Retour des grilles de compétences
Par Magali Laumenerch
A quelques jours des conseils de classe du deuxième trimestre, les collèges viennent de recevoir une « note technique » intitulée « Les compétences et l’orientation. Les compétences et l’affectation ».
Cette note concernant l’orientation des élèves de troisième est coercitive, mais laisse aussi de nombreux choix aux établissements.
Elle précise que, dès cette année, les compétences seront prises en compte en supplément des résultats scolaires pour l’affectation en CAP et BEP, mais elle laisse aux établissement le choix d’évaluer tous les élèves ou en fonction des intentions d’orientation vers la voie professionnelle ou encore en fonction des vœux définitifs pour la voie professionnelle. Elle énonce la prise en compte de quatre compétences par le logiciel AFFELNET en fonction de la spécialité, ce logiciel attribuera le coefficient décidé, mais indique que huit doivent être évaluées. Elle fait référence au « Guide d’aide à l’orientation des élèves » dont les enseignants n’ont pas même entendu parler depuis le début de l’année scolaire.
Elle concerne l’orientation des élèves de troisième, mais elle précise que « A partir du deuxième trimestre au choix de l’établissement » les compétences doivent être prises en compte pour l’affectation en CAP et BEP.
On ne peut que conseiller, vu les délais trop brefs, d’opter pour ne pas remplir ces grilles dès maintenant.
A cette note est jointe une « grille d’aide à l’évaluation des compétences » qui peut être remplie séparément par chaque enseignant, la synthèse se faisant en réunion ou en arrêtant l’évaluation finale en réunion.
Les huit compétences doivent être évaluées sur une échelle de quatre valeurs : pas ou peu acquise, en cours d’acquisition, acquise, très bien maîtrisée. Les valeurs seront ensuite transformées en notes 4, 8, 12, 16.
Pour faire passer la pilule, on y met les formes et on laisse croire aux collègues que les choses se mettent en place avec de la souplesse et en laissant beaucoup de choix aux établissements. Mais c’est là même que réside le plus grand danger : aucune harmonisation, aucune équité, aucune égalité. De plus si les établissements sont autorisés à ne pas renseigner ces grilles au deuxième trimestre, ils devront le faire au troisième.

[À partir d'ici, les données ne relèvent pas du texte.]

//! Deep-link index rewriting.
//!
//! Static site generators emit `foo/index.html` for `/foo/`. Origins such as S3
//! do not resolve directory indexes, so directory-style URIs get the index
//! document appended before the request reaches origin.

use super::{EdgeFunction, FunctionError};
use crate::event::Request;
use crate::log::FunctionLog;
use tracing::info;

/// Document appended to directory-style URIs.
const INDEX_DOCUMENT: &str = "index.html";

/// Appends `index.html` to request URIs ending in `/`.
#[derive(Debug, Clone, Default)]
pub struct DeepLinkIndex {
    log: FunctionLog,
}

impl DeepLinkIndex {
    pub fn new(log: FunctionLog) -> Self {
        Self { log }
    }
}

/// The rewritten URI, or `None` when `uri` does not end in `/`.
pub fn rewrite_uri(uri: &str) -> Option<String> {
    uri.ends_with('/')
        .then(|| format!("{}{}", uri, INDEX_DOCUMENT))
}

impl EdgeFunction for DeepLinkIndex {
    type Input = Request;
    type Output = Request;

    fn name(&self) -> &'static str {
        "deeplink-index"
    }

    fn log(&self) -> &FunctionLog {
        &self.log
    }

    fn transform(&self, mut request: Request) -> Result<Request, FunctionError> {
        if let Some(new_uri) = rewrite_uri(&request.uri) {
            info!(uri = %request.uri, "Old URI");
            info!(uri = %new_uri, "New URI");
            request.uri = new_uri;
        }

        Ok(request)
    }
}

#[cfg(test)]
mod tests {
    use super::*;
    use crate::event::HeaderEntry;
    use crate::log::CaptureLayer;
    use tracing::Level;

    fn run(uri: &str) -> (Request, CaptureLayer) {
        let capture = CaptureLayer::new();
        let function = DeepLinkIndex::new(capture.function_log());
        let request = function.invoke(Request::new(uri)).unwrap();
        (request, capture)
    }

    #[test]
    fn test_rewrite_uri() {
        assert_eq!(rewrite_uri("/foo/"), Some("/foo/index.html".to_string()));
        assert_eq!(rewrite_uri("/"), Some("/index.html".to_string()));
        assert_eq!(rewrite_uri("/foo/index.html"), None);
        assert_eq!(rewrite_uri("/foo"), None);
    }

    #[test]
    fn test_trailing_slash_rewritten() {
        let (request, _) = run("/foo/");
        assert_eq!(request.uri, "/foo/index.html");
    }

    #[test]
    fn test_root_rewritten() {
        let (request, _) = run("/");
        assert_eq!(request.uri, "/index.html");
    }

    #[test]
    fn test_nested_directory_rewritten() {
        let (request, _) = run("/docs/guide/intro/");
        assert_eq!(request.uri, "/docs/guide/intro/index.html");
    }

    #[test]
    fn test_file_path_unchanged() {
        let (request, capture) = run("/foo/index.html");
        assert_eq!(request.uri, "/foo/index.html");
        assert_eq!(capture.count(), 0);
    }

    #[test]
    fn test_extensionless_path_unchanged() {
        let (request, capture) = run("/foo");
        assert_eq!(request.uri, "/foo");
        assert_eq!(capture.count(), 0);
    }

    #[test]
    fn test_rewrite_logs_old_and_new_uri() {
        let (_, capture) = run("/foo/");

        let events = capture.events();
        assert_eq!(events.len(), 2);
        assert!(events.iter().all(|e| e.level == Level::INFO));
        assert_eq!(events[0].message, "Old URI");
        assert_eq!(events[0].field("uri"), Some("/foo/"));
        assert_eq!(events[1].message, "New URI");
        assert_eq!(events[1].field("uri"), Some("/foo/index.html"));
    }

    #[test]
    fn test_other_fields_untouched() {
        let capture = CaptureLayer::new();
        let function = DeepLinkIndex::new(capture.function_log());

        let mut input = Request::new("/blog/")
            .with_header("host", HeaderEntry::new("Host", "example.com"));
        input.querystring = Some("page=2".to_string());

        let output = function.invoke(input.clone()).unwrap();
        assert_eq!(output.headers, input.headers);
        assert_eq!(output.querystring, input.querystring);
    }

    #[test]
    fn test_rewrite_applies_once_per_call() {
        let function = DeepLinkIndex::new(FunctionLog::disabled());
        let once = function.invoke(Request::new("/foo/")).unwrap();
        let twice = function.invoke(once.clone()).unwrap();
        assert_eq!(once.uri, twice.uri);
    }
}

Les compétences proposées à l’évaluation sont encore différentes de celles du socle commun, elles émanent d’un travail d’IEN ET / EG et d’IEN / IO en liaison avec des lycées professionnels. L’évaluation se fait d’après la note technique « depuis l’entrée au collège de l’élève » en l’observant « en activités disciplinaires ou interdisciplinaires, en découverte professionnelle, lors de stage ou de forums », c’est-à-dire sur des critères subjectifs, sur des impressions et presque uniquement sur des aspects comportementaux. Les élèves vont être évalués rétrospectivement depuis leur arrivée au collège, sans avoir été prévenus, et les enseignants sont sensés évaluer des élèves qu’ils n’ont peut être pas eu en classe.
La démarche fait fi des efforts entrepris depuis une année par les collègues pour évaluer les élèves sur des critères différents de ceux de la grille et pour faire en sorte que les enfants s’investissent dans leur propre processus d’orientation, c’est leur avenir qui est en jeu : comment les responsabiliser si les règles changent constamment à leur insu ! Quel mépris pour le travail des CO psy et des professeurs principaux !
Nous contestons cette approche qui n’est pas de nature à aider l’orientation des élèves, dans la mesure où elle revient à orienter des élèves, non plus en fonction de connaissances et d’acquis à travers les disciplines, mais en fonction de critères imprécis, mal définis, subjectifs ou difficiles à identifier. Elle n’est pas non plus de nature à favoriser l’orientation vers l’enseignement professionnel, enseignement déjà mal traité par la réforme du BAC professionnel.
Cette évaluation représente une charge de travail supplémentaire pour les collègues. La synthèse est prévue lors d’une réunion, s’agit-il du conseil de classe ou d’une réunion venant s’ajouter aux nombreuses réunions auxquelles nous assistons déjà ? Dans le premier cas cela risque d’allonger considérablement la durée des conseils. Mais surtout, elle dénature entièrement le métier d’enseignant tel que nous le concevons : l’évaluation ne peut se réduire à faire des plus et des moins dans des cases.
A deux reprises, les collègues, à l’appel de la CAA du SNES, ont rejeté ce dispositif, en organisant collectivement le boycott ou en évaluant les compétences à la « note » maximum. Il suffit de quelques refus pour enrayer le logiciel d’affectation.
La CAA renouvelle son appel à bloquer le dispositif.